In Belgio, è emerso un crescente interesse per il concetto di “New Ways of Working” o “New World of Working”. Questi termini si riferiscono all’adozione di innovativi metodi lavorativi (ed esempio tecnologie e spazi) volti a potenziare la motivazione, la soddisfazione e l’efficienza dei lavoratori.
Nel panorama europeo, però, esistono anche numerose iniziative di Smart Working, come il “Telelavoro flessibile” alla francese, con specifiche regole e strumenti che normano il lavoro da remoto.
I nuovi trend dello Smart Working
Tra le opportunità che si sono aperte con il lavoro da remoto imposto dalla pandemia, sono emersi nuovi trend che evidenziano un’evoluzione e un adattamento delle pratiche lavorative flessibili alle esigenze contemporanee.
Settimana lavorativa di 4 giorni
La settimana lavorativa di quattro giorni, o settimana lavorativa corta, ha in realtà diverse definizioni. Secondo l’Osservatorio Smart Working essa implica la possibilità di poter godere di mezza giornata/una giornata libera nel corso della settimana lavorativa a parità di stipendio di una normale settimana di lavoro. Si può adottare riducendo le ore previste dal CCNL, (in questo caso si parla di Short work week), oppure rimodulando l’orario di lavoro (Compressed work week).

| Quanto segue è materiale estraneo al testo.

//! Message author roles.

use std::fmt;

use serde::{Deserialize, Serialize};

/// Author of a chat message.
///
/// The backend spells the visitor role `"user"`; some frontends send
/// `"visitor"`. Both decode to [`SenderRole::Visitor`], which always encodes
/// as `"user"`.
#[derive(Debug, Clone, Copy, PartialEq, Eq, Hash, Serialize, Deserialize)]
pub enum SenderRole {
    /// Customer using the support widget.
    #[serde(rename = "user", alias = "visitor")]
    Visitor,
    /// Support agent answering from the dashboard.
    #[serde(rename = "agent")]
    Agent,
    /// Client-generated notice (welcome line, connection status).
    #[serde(rename = "system")]
    System,
}

impl SenderRole {
    /// The role on the other side of a conversation.
    ///
    /// `None` for [`SenderRole::System`], which never converses.
    pub fn counterpart(self) -> Option<Self> {
        match self {
            Self::Visitor => Some(Self::Agent),
            Self::Agent => Some(Self::Visitor),
            Self::System => None,
        }
    }

    /// Wire spelling of the role.
    pub fn as_str(self) -> &'static str {
        match self {
            Self::Visitor => "user",
            Self::Agent => "agent",
            Self::System => "system",
        }
    }
}

impl fmt::Display for SenderRole {
    fn fmt(&self, f: &mut fmt::Formatter<'_>) -> fmt::Result {
        f.write_str(self.as_str())
    }
}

International Smart Working
L’International Smart Working è un modello emergente basato sulla flessibilità di luogo che permette ad un dipendente di lavorare in un Paese in cui il suo datore di lavoro non ha un’entità
organizzativa.
È presente soprattutto nelle grandi imprese (29% delle realtà), mentre è ancora contenuta la
diffusione nelle PMI (4% delle aziende). Questo tipo di iniziativa riguarda spesso solo un numero limitato di individui. Tuttavia, rappresentano lo strumento con cui le organizzazioni possono accedere a un maggior numero di talenti a livello geografico e, allo stesso tempo, mantenere il rapporto di lavoro con chi ha necessità di riallocazione.
A limitare la diffusione dell’International Smart Working sono però gli aspetti che riguardano la gestione fiscale e previdenziale, la perdita di senso di appartenenza all’organizzazione e la riduzione dell’engagement – soprattutto per le grandi imprese – e la gestione in sicurezza dei dati, specie per le PMI.
Temporary Distant Working
Uno dei trend più rilevanti che riguardano l’adozione del modello di Smart Working è l’emergere del concetto di lavoro disperso, chiamato Temporary Distant Working. Conosciuto anche come Holiday Working o Workation, questo approccio consiste nel lavorare per un periodo di almeno due settimane in luoghi distanti dalla propria abitazione e dalla propria sede di lavoro. È il caso di trasferimenti temporanei nelle proprie seconde case o all’interno di abitazioni in località di villeggiatura.
Attraverso l’utilizzo dello Smart Working, numerosi lavoratori hanno dunque optato per trasferirsi da centri urbani densamente popolati a località turistiche o zone periferiche. Molte di queste presentavano addirittura alti tassi di spopolamento prima della pandemia. Ciò dimostra come questo modello di Lavoro Agile possa impattare non solo organizzazioni e aziende, ma anche l’intera società.
Le ferie illimitate
Le ferie illimitate rientrano nella direzione di ampliare la flessibilità oraria e introdurre una logica di lavoro per obiettivi. Consistono nella ossia la possibilità di richiedere giornate o frazioni di giornate di ferie aggiuntive rispetto a quanto previsto dal CCNL, senza che ciò implichi una riduzione dello stipendio. Tali ferie possono essere approvate dall’organizzazione e dal proprio responsabile. Attualmente si tratta dell’iniziativa meno diffusa.